> _Data extracted from a collection_
::::
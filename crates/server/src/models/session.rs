//! Session-related types.
//!
//! Types stored in the session for authentication state.

use serde::{Deserialize, Serialize};

use commande_core::Username;

/// Session-stored operator identity.
///
/// Minimal data stored in the session to identify the logged-in operator.
#[derive(Debug, Clone, PartialEq, Eq, Serialize, Deserialize)]
pub struct CurrentUser {
    /// Operator username, owner of the order history.
    pub username: Username,
}

/// Session keys for authentication data.
pub mod keys {
    /// Key for storing the current logged-in operator.
    pub const CURRENT_USER: &str = "current_user";

    /// Key for a one-shot message shown on the next page render.
    pub const FLASH: &str = "flash";
}
//! Operator credential commands.
//!
//! # Environment Variables
//!
//! - `COMMANDE_CREDENTIALS_FILE` - Credential file to update (default: users.json)

use std::path::Path;

use commande_core::Username;
use commande_server::CommandeConfig;
use commande_server::services::auth::{AuthError, CredentialStore};
use commande_server::store::CredentialRepository;

fn credential_store(config: &CommandeConfig) -> CredentialStore {
    CredentialStore::new(CredentialRepository::new(config.credentials_file.clone()))
}

/// Add a new operator with a hashed password.
///
/// # Errors
///
/// Returns `AuthError` if the username is invalid or taken, the password is
/// too short, or the credential file cannot be written.
pub async fn add(config: &CommandeConfig, username: &str, password: &str) -> Result<Username, AuthError> {
    tracing::info!(
        "Adding operator {} to {}",
        username,
        config.credentials_file.display()
    );

    let username = credential_store(config).add_user(username, password).await?;

    tracing::info!("Operator {} created", username);
    Ok(username)
}

/// Hash and import a legacy plaintext user file.
///
/// # Errors
///
/// Returns `AuthError` if the legacy file is unreadable, holds an invalid or
/// already registered username, or the credential file cannot be written.
pub async fn import_legacy(config: &CommandeConfig, path: &Path) -> Result<Vec<Username>, AuthError> {
    tracing::info!(
        "Importing {} into {}",
        path.display(),
        config.credentials_file.display()
    );

    let imported = credential_store(config).import_legacy(path).await?;

    for username in &imported {
        tracing::info!("Imported operator {}", username);
    }
    tracing::warn!(
        "Legacy passwords were imported as-is. Delete {} now that it is no longer needed.",
        path.display()
    );

    Ok(imported)
}
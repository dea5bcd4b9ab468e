//! Tabular projection of an order history for display.

use serde::Serialize;

use super::order::OrderRecord;

/// A history rendered as header + string rows.
///
/// Only record fields appear as columns; estimates are never part of the
/// projection.
#[derive(Debug, Clone, PartialEq, Eq, Serialize)]
pub struct OrderTable {
    pub headers: Vec<&'static str>,
    pub rows: Vec<Vec<String>>,
}

impl OrderTable {
    /// Project records, preserving their order.
    #[must_use]
    pub fn from_records(records: &[OrderRecord]) -> Self {
        Self {
            headers: OrderRecord::FIELD_NAMES.to_vec(),
            rows: records
                .iter()
                .map(|record| record.field_values().to_vec())
                .collect(),
        }
    }

    /// Number of data rows.
    #[must_use]
    pub fn len(&self) -> usize {
        self.rows.len()
    }

    /// Whether the table has no data rows.
    #[must_use]
    pub fn is_empty(&self) -> bool {
        self.rows.is_empty()
    }
}

#[cfg(test)]
#[allow(clippy::unwrap_used)]
mod tests {
    use super::*;
    use crate::{OrderDraft, OrderTimestamp, Username};

    fn record(product: &str) -> OrderRecord {
        OrderDraft {
            product: product.to_string(),
            unit: "Piece".to_string(),
            depot: "Frozen".to_string(),
            quantity: "3".to_string(),
            ..OrderDraft::default()
        }
        .validate(
            Username::parse("alice").unwrap(),
            OrderTimestamp::parse("2024-02-02 12:00:00").unwrap(),
        )
        .unwrap()
    }

    #[test]
    fn test_empty_history() {
        let table = OrderTable::from_records(&[]);
        assert!(table.is_empty());
        assert_eq!(table.headers.len(), 8);
    }

    #[test]
    fn test_rows_preserve_order() {
        let table = OrderTable::from_records(&[record("Poulet"), record("Dinde")]);
        assert_eq!(table.len(), 2);
        assert_eq!(table.rows[0][1], "Poulet");
        assert_eq!(table.rows[1][1], "Dinde");
    }

    #[test]
    fn test_no_estimate_columns() {
        let table = OrderTable::from_records(&[record("Poulet")]);
        assert!(
            !table
                .headers
                .iter()
                .any(|h| h.to_lowercase().contains("estim"))
        );
    }
}
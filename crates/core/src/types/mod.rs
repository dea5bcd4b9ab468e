//! Core types for Commande.
//!
//! This module provides type-safe wrappers for the order-taking domain.

pub mod credential;
pub mod estimate;
pub mod order;
pub mod table;
pub mod timestamp;
pub mod unit;
pub mod username;

pub use credential::{CredentialFile, PasswordHashString, StoredCredential};
pub use estimate::{Estimate, EstimateFactors, FactorError};
pub use order::{OrderDraft, OrderError, OrderRecord, Quantity, QuantityError};
pub use table::OrderTable;
pub use timestamp::{OrderTimestamp, TimestampError};
pub use unit::{Depot, Unit};
pub use username::{Username, UsernameError};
::::
> _Description of the task_
Starting at the line that has "fn credential_store(config: &CommandeConfig)" and ending at the line that has "short, or the credential file cannot be written.", please write out the lines above exactly, leaving out all others.

> _Exercise answer_
fn credential_store(config: &CommandeConfig) -> CredentialStore {
    CredentialStore::new(CredentialRepository::new(config.credentials_file.clone()))
}

/// Add a new operator with a hashed password.
///
/// # Errors
///
/// Returns `AuthError` if the username is invalid or taken, the password is
/// too short, or the credential file cannot be written.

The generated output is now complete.